The crude oil prices decreased on Tuesday under pressure of new fears regarding the debt situation in Europe and stock indexes falling.

By the end the New York Mercantile Exchange July futures for sweet crude oil ticked down by 1,46 dollars to 68,75 dollars per barrel. Oil futures of Brent mark decreased by 1,62 dollars or by 2,3% to 69,55 dollars per barrel reaching the lowest level from October 7,2009. The oil prices of Brent mark has fallen the ninth straight month. This is the longest series of drops from the middle of September, 2008 when price downtrend was continuing 14 days.
Oil futures on the New York Mercantile Exchange did not manage to fix at a slight 2-day recovery within which they exceeded the level of 70 dollars per barrel. This recovery came after that on Thursday the oil prices lowered to 10-month minimum at 64,24 dollars when June contracts elapsed. Traders think that there is no any strong incentive which could allow the prices avoid another testing of this minimum.

The traders are worried that backwash of the sovereign debt problems are now take place in Spain. These problems led to the rescue measures package for Greece in the amount of almost 1 trillion dollars and contributed to a sharp dollar growth against the Euro. A strong dollar made some potential oil buyers stay in a holding pattern, as the American currency uprise raises the oil cost in other currencies.
Although, the fundamental factors of supply and demand were put aside because of other markets difficulties, concerns regarding huge excessive reserves of oil and oil products in the USA still remain.

Bank of America Merrill Lynch cut its forecast unexpectedly for oil prices for the second part of 2010 to 78 dollars per barrel versus 92 dollars per barrel.

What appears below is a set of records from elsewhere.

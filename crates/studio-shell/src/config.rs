use std::str::FromStr;

use studio_engine::coords::CanvasSize;

use crate::canvas::{clamp_canvas, DEFAULT_CANVAS};

/// Shell configuration.
///
/// Defaults to an 800×600 canvas with draw mode off.
/// `from_env` layers `STUDIO_*` variables on top:
///
/// | variable               | field        |
/// |------------------------|--------------|
/// | `STUDIO_CANVAS_WIDTH`  | canvas width |
/// | `STUDIO_CANVAS_HEIGHT` | canvas height|
/// | `STUDIO_DRAW_MODE`     | draw_mode    |
/// | `STUDIO_SEED`          | seed         |
#[derive(Debug, Clone)]
pub struct ShellConfig {
    pub title: String,
    /// Initial canvas size; clamped to the shell's limits when applied.
    pub canvas: CanvasSize,
    pub draw_mode: bool,
    /// Seed for random shapes. `None` seeds from the OS.
    pub seed: Option<u64>,
}

impl Default for ShellConfig {
    fn default() -> Self {
        Self {
            title: "Design Studio".to_string(),
            canvas: DEFAULT_CANVAS,
            draw_mode: false,
            seed: None,
        }
    }
}

impl ShellConfig {
    pub fn from_env() -> Self {
        let mut config = Self::default();
        config.apply_env(|key| std::env::var(key).ok());
        config
    }

    /// Applies overrides found through `lookup`. Malformed values are logged and skipped.
    pub fn apply_env(&mut self, lookup: impl Fn(&str) -> Option<String>) {
        if let Some(w) = parse_var(&lookup, "STUDIO_CANVAS_WIDTH") {
            self.canvas.width = w;
        }
        if let Some(h) = parse_var(&lookup, "STUDIO_CANVAS_HEIGHT") {
            self.canvas.height = h;
        }
        if let Some(raw) = lookup("STUDIO_DRAW_MODE") {
            match parse_flag(&raw) {
                Some(on) => self.draw_mode = on,
                None => log::warn!("ignoring STUDIO_DRAW_MODE={raw:?}: expected a boolean"),
            }
        }
        if let Some(seed) = parse_var(&lookup, "STUDIO_SEED") {
            self.seed = Some(seed);
        }
        self.canvas = clamp_canvas(self.canvas);
    }
}

fn parse_var<T: FromStr>(lookup: &impl Fn(&str) -> Option<String>, key: &str) -> Option<T> {
    let raw = lookup(key)?;
    match raw.trim().parse() {
        Ok(v) => Some(v),
        Err(_) => {
            log::warn!("ignoring {key}={raw:?}: not a valid number");
            None
        }
    }
}

fn parse_flag(raw: &str) -> Option<bool> {
    match raw.trim().to_ascii_lowercase().as_str() {
        "1" | "true" | "on" | "yes" => Some(true),
        "0" | "false" | "off" | "no" => Some(false),
        _ => None,
    }
}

The bank they cited on the confidence crisis in the European sovereign debts much lower Euro rate against the dollar and higher than expected delivery volumes from the countries not included in OPEC. The bank also reduced its global demand forecast on oil this year by 500 000 barrels per day to 1,5 mln. barrels per day due to expected economic growth slow down.

The oil Minister of Kuwait announced that OPEC is worried by the oil price fall below the comfort zone of 70-80 dollars per barrel and called for more careful observation of existing oil extraction constraint.
By the way, the traders noticed that the pressure on the cartel will increase if the prices decline below 60 dollars per barrel.

Gold

The Gold futures rose slightly on Tuesday while the prices for the most other commodities went down. The Gold continued gaining due its role of a sanctuary currency because of debt problems in the Eurozone and some tension on the Korean Peninsula.

In the meantime, the prices on other precious metals lowered as a weak dynamics of stock markets brought the fears regarding the global economy and regarding the production demand. The June futures on Gold ticked up by 4 dollars or by 0,3% to 1198 dollars per ounce. Futures exceeded the level of 1200 dollars for a while that has happened for the first time since last Wednesday and touched the maximum at 1200,40 dollars.
Euro began lowering again that was reflected in maintaining fears concerning the European sovereign debts and the banking system stability in the region.

Gold is considered as a sanctuary asset not only in the periods of economic uncertainty, but also in the periods of geopolitical stress. Due to this Gold also won from a tension between the North and South Korea. The USA and South Korea announced about holding joint martial exercises after that Seoul blamed the North Korea for patrol ship wreckage drowned at the end of March, and the North Korea has probably generated its forces to higher alert status.
Gold purchases as a sanctuary asset became the main factor of supporting the metal. Gold prices gained further support from the activity related to the options.

Nevertheless, the Gold price upturn turned out to be the most moderate on Tuesday that was possible caused by the expectations that the investors will have to close their Gold positions with the purpose of getting cash necessary for covering the losses and satisfaction of margin requirements on other markets especially in case of general collapse on the markets.